The IRS does sometimes send a letter saying “Our records indicate you may be due a refund of $x and you must file a return by this date to claim it.”

What happens is that the IRS does a substitute return somewhere around the 2.5 year mark. They use only the information they have, which means the substitute return usually overstates tax by omitting deductions. The correspondence that follows depends a lot on whether that substitute shows an amount due or a refund.

No - you got my point just fine. “Paying your taxes” and “Filing your tax return” and “Having taxes withheld by your employer” are all 3 totally different things.

If you aren’t employed or if you’re marginally employed - like many, many, many people are then it is still illegal to not file a tax return. Since you may very well be eligible for EITC it’s also probably dumb. But people don’t. Many, many, many people and the IRS doesn’t do anything.

It’s also illegal - or at least goes against statute - to have your employer withhold way too little or to pay your taxes in a way not sanctioned by the IRS.

My point is that if you owe taxes and you try to defraud the IRS into thinking that you don’t, won’t, or can’t - then you will likely be charged with “tax evasion” and the penalties for that can be very stiff - including a good likelihood of jail time.
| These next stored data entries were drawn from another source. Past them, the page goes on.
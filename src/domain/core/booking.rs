use std::ops::Range;

use async_trait::async_trait;
use bio::data_structures::interval_tree::IntervalTree;
use chrono::{DateTime, Duration, Utc};
use derive_more::{Deref, Display, Error, From};
use serde::{Deserialize, Serialize};
use uuid::Uuid;

use crate::domain::{Aggregation, DataAccessError, Entity, Event, EventQueue, Id};

use super::{CustomerInfo, CustomerInfoError, Money, Service, ServiceId, UserId};

/// 予約リポジトリ
///
/// 予約はサービスごとの予約台帳 ([`BookingCalendar`]) 単位で読み書きする。
/// 台帳は読み込んだ時点のリビジョンを持ち、保存時にリビジョンが古ければ
/// [`DataAccessError::VersionConflict`] を返さなければならない。
#[async_trait]
pub trait BookingRepository: Send + Sync {
    /// サービスの予約台帳を取得する (予約が無ければ空の台帳)
    async fn find_calendar(&self, service_id: ServiceId)
        -> Result<BookingCalendar, DataAccessError>;
    /// IDで予約を検索する
    async fn find_by_id(&self, id: BookingId) -> Result<Option<Booking>, DataAccessError>;
    /// 予約台帳の変更を保存する
    async fn save(&self, calendar: &mut BookingCalendar) -> Result<bool, DataAccessError>;
}

/// 予約ID
#[derive(
    Copy,
    Clone,
    Debug,
    PartialEq,
    Eq,
    PartialOrd,
    Ord,
    Hash,
    Serialize,
    Deserialize,
    Display,
    From,
    Deref,
    Default,
)]
pub struct BookingId(u64);

impl Id for BookingId {
    type Inner = u64;
}

/// 予約確認用トークン
#[derive(Clone, Debug, PartialEq, Eq, Hash, Default, Serialize, Deserialize, Display, Deref)]
pub struct ConfirmationToken(String);

impl ConfirmationToken {
    pub fn generate() -> Self {
        Self(Uuid::new_v4().simple().to_string())
    }
}

/// 予約ステータス
#[derive(Copy, Clone, Debug, PartialEq, Eq, Hash, Default, Serialize, Deserialize)]
pub enum BookingStatus {
    /// 承認待ち
    #[default]
    Pending,
    /// 確定
    Confirmed,
    /// 完了
    Completed,
    /// キャンセル
    Cancelled,
    /// 別の枠へ変更済み
    Rescheduled,
}

impl BookingStatus {
    /// 枠を占有しているか
    pub fn is_active(&self) -> bool {
        matches!(self, BookingStatus::Pending | BookingStatus::Confirmed)
    }

    pub fn is_terminal(&self) -> bool {
        !self.is_active()
    }

    pub fn can_transition_to(&self, next: BookingStatus) -> bool {
        matches!(
            (self, next),
            (BookingStatus::Pending, BookingStatus::Confirmed)
                | (BookingStatus::Pending, BookingStatus::Cancelled)
                | (BookingStatus::Confirmed, BookingStatus::Cancelled)
                | (BookingStatus::Confirmed, BookingStatus::Completed)
                | (BookingStatus::Confirmed, BookingStatus::Rescheduled)
        )
    }
}

/// 予約エンティティ
#[derive(Clone, Debug, PartialEq, Eq, Default, Serialize, Deserialize)]
pub struct Booking {
    id: BookingId,
    service_id: ServiceId,
    provider_id: UserId,
    customer_id: UserId,
    start: DateTime<Utc>,
    duration_minutes: u32,
    status: BookingStatus,
    price: Money,
    customer_info: CustomerInfo,
    notes: Option<String>,
    confirmation_token: ConfirmationToken,
    reschedule_of: Option<BookingId>,
    created_at: DateTime<Utc>,
    updated_at: DateTime<Utc>,
}

impl Booking {
    /// サービスの現在の所要時間・料金を写し取って予約を作る
    ///
    /// 承認が必要なサービスでは承認待ち、そうでなければ確定で作られる。
    pub fn reserve(
        id: BookingId,
        service: &Service,
        customer_id: UserId,
        customer_info: CustomerInfo,
        start: DateTime<Utc>,
        notes: Option<String>,
        now: DateTime<Utc>,
    ) -> Result<Self, BookingError> {
        customer_info.validate()?;
        let status = match service.policy().requires_approval {
            true => BookingStatus::Pending,
            false => BookingStatus::Confirmed,
        };
        Ok(Self {
            id,
            service_id: service.id(),
            provider_id: service.provider_id(),
            customer_id,
            start,
            duration_minutes: service.duration_minutes(),
            status,
            price: service.price(),
            customer_info,
            notes,
            confirmation_token: ConfirmationToken::generate(),
            reschedule_of: None,
            created_at: now,
            updated_at: now,
        })
    }

    /// この予約を置き換える新しい予約を作る
    pub fn replacement(
        &self,
        id: BookingId,
        service: &Service,
        start: DateTime<Utc>,
        now: DateTime<Utc>,
    ) -> Result<Self, BookingError> {
        let mut booking = Self::reserve(
            id,
            service,
            self.customer_id,
            self.customer_info.clone(),
            start,
            self.notes.clone(),
            now,
        )?;
        booking.reschedule_of = Some(self.id);
        Ok(booking)
    }

    pub fn change_status(
        &mut self,
        status: BookingStatus,
        at: DateTime<Utc>,
    ) -> Result<(), BookingError> {
        self.validate_status(status)?;
        self.status = status;
        self.updated_at = at;
        Ok(())
    }

    pub fn validate_status(&self, status: BookingStatus) -> Result<(), BookingError> {
        match self.status.can_transition_to(status) {
            true => Ok(()),
            false => Err(BookingError::InvalidStatusTransition {
                from: self.status,
                to: status,
            }),
        }
    }

    pub fn service_id(&self) -> ServiceId {
        self.service_id
    }

    pub fn provider_id(&self) -> UserId {
        self.provider_id
    }

    pub fn customer_id(&self) -> UserId {
        self.customer_id
    }

    pub fn start(&self) -> DateTime<Utc> {
        self.start
    }

    pub fn end(&self) -> DateTime<Utc> {
        self.start + self.duration()
    }

    pub fn time(&self) -> Range<DateTime<Utc>> {
        self.start..self.end()
    }

    pub fn duration_minutes(&self) -> u32 {
        self.duration_minutes
    }

    pub fn duration(&self) -> Duration {
        Duration::minutes(self.duration_minutes as i64)
    }

    pub fn status(&self) -> BookingStatus {
        self.status
    }

    pub fn price(&self) -> Money {
        self.price
    }

    pub fn customer_info(&self) -> &CustomerInfo {
        &self.customer_info
    }

    pub fn notes(&self) -> Option<&str> {
        self.notes.as_deref()
    }

    pub fn confirmation_token(&self) -> &ConfirmationToken {
        &self.confirmation_token
    }

    pub fn reschedule_of(&self) -> Option<BookingId> {
        self.reschedule_of
    }

    pub fn created_at(&self) -> DateTime<Utc> {
        self.created_at
    }

    pub fn updated_at(&self) -> DateTime<Utc> {
        self.updated_at
    }

    /// 半開区間 `[start, end)` 同士が重なるか
    pub fn overlaps(&self, time: &Range<DateTime<Utc>>) -> bool {
        time.start < self.end() && time.end > self.start
    }
}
If you simply “don’t file a return” because you have little or no tax liability then you haven’t really evaded taxes. You just didn’t file a return. If you file a tax return that grossly underestimates your income or grossly overstates your deductible then you have evaded taxes. “Not filing” and “tax evasion” are 2 totally different things.
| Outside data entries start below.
use async_trait::async_trait;
use chrono::{DateTime, Utc};
use derive_more::{Display, Error};
use serde::{Deserialize, Serialize};
use tracing::{debug, info};

use crate::domain::{
    core::{Booking, BookingId, Money},
    Entity,
};

/// 現在時刻の取得元
pub trait Clock: Send + Sync {
    fn now(&self) -> DateTime<Utc>;
}

/// システム時計
#[derive(Debug, Default, Clone, Copy)]
pub struct SystemClock;

impl Clock for SystemClock {
    fn now(&self) -> DateTime<Utc> {
        Utc::now()
    }
}

/// 通知の種類
#[derive(Copy, Clone, Debug, PartialEq, Eq, Hash, Serialize, Deserialize, Display)]
pub enum NotificationEvent {
    BookingCreated,
    BookingConfirmed,
    BookingCancelled,
    BookingCompleted,
    BookingRescheduled,
}

/// 予約の通知先
///
/// 送信は結果を待たない。失敗しても予約操作には影響させないこと。
#[async_trait]
pub trait NotificationDispatcher: Send + Sync {
    async fn send(&self, event: NotificationEvent, booking: &Booking);
}

/// ログに書き出すだけの通知
#[derive(Debug, Default, Clone, Copy)]
pub struct TracingNotificationDispatcher;

#[async_trait]
impl NotificationDispatcher for TracingNotificationDispatcher {
    async fn send(&self, event: NotificationEvent, booking: &Booking) {
        info!(
            booking_id = %booking.id(),
            customer_id = %booking.customer_id(),
            start = %booking.start(),
            "notification {}",
            event
        );
    }
}

/// 決済エラー
#[derive(Error, Display, Debug, Clone, PartialEq, Eq)]
pub enum PaymentError {
    #[display(fmt = "Payment declined: {}", reason)]
    Declined { reason: String },
    #[display(fmt = "Payment processor unavailable: {}", reason)]
    Unavailable { reason: String },
}

/// 予約確定時の決済
#[async_trait]
pub trait PaymentProcessor: Send + Sync {
    async fn charge(&self, booking_id: BookingId, amount: &Money) -> Result<(), PaymentError>;

    /// 保存できなかった予約の決済を取り消す
    async fn refund(&self, booking_id: BookingId, amount: &Money) -> Result<(), PaymentError>;
}

/// 決済は店頭で行う (常に成功)
#[derive(Debug, Default, Clone, Copy)]
pub struct DeferredPaymentProcessor;

#[async_trait]
impl PaymentProcessor for DeferredPaymentProcessor {
    async fn charge(&self, booking_id: BookingId, amount: &Money) -> Result<(), PaymentError> {
        debug!(%booking_id, "payment of {} deferred", amount);
        Ok(())
    }

    async fn refund(&self, booking_id: BookingId, amount: &Money) -> Result<(), PaymentError> {
        debug!(%booking_id, "deferred payment of {} dropped", amount);
        Ok(())
    }
}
Therefore, the Loony Tard who “hasn’t paid taxes in many years” may very well not have committed any crime or may have committed an insignificant infraction of simply not filing. Maybe he survives on subsistence farming, barter, and the kindness of others.

YOU should not assume that YOU will get away with it. YOUR tax situation is probably not the same as his.

Similar for one of the more common dodges used by businesses in financial trouble: FICA (Social Security) taxes. The share that employees pay is withheld from their paychecks, and the business is supposed to send this along with the employers share in to the government – but they don’t. So that is theft from both the government and from your own employees!

This seems tricky to get away with. You have to give your employees a w2 form. This same information is also sent to the IRS. Your employees will notice if you don’t have the correct income on the W2. It seems to me you either have to bring your employees in on the scheme or hope the FICA people don’t talk to the income tax people.

Not all places do however. One of my former employers stopped withholding when he stopped using a payroll company. He apparently decided we were all contractors, despite being obviously not (working hours set by him, using his equipment, etc.) I never pursued it, although in retrospective I half wish I had.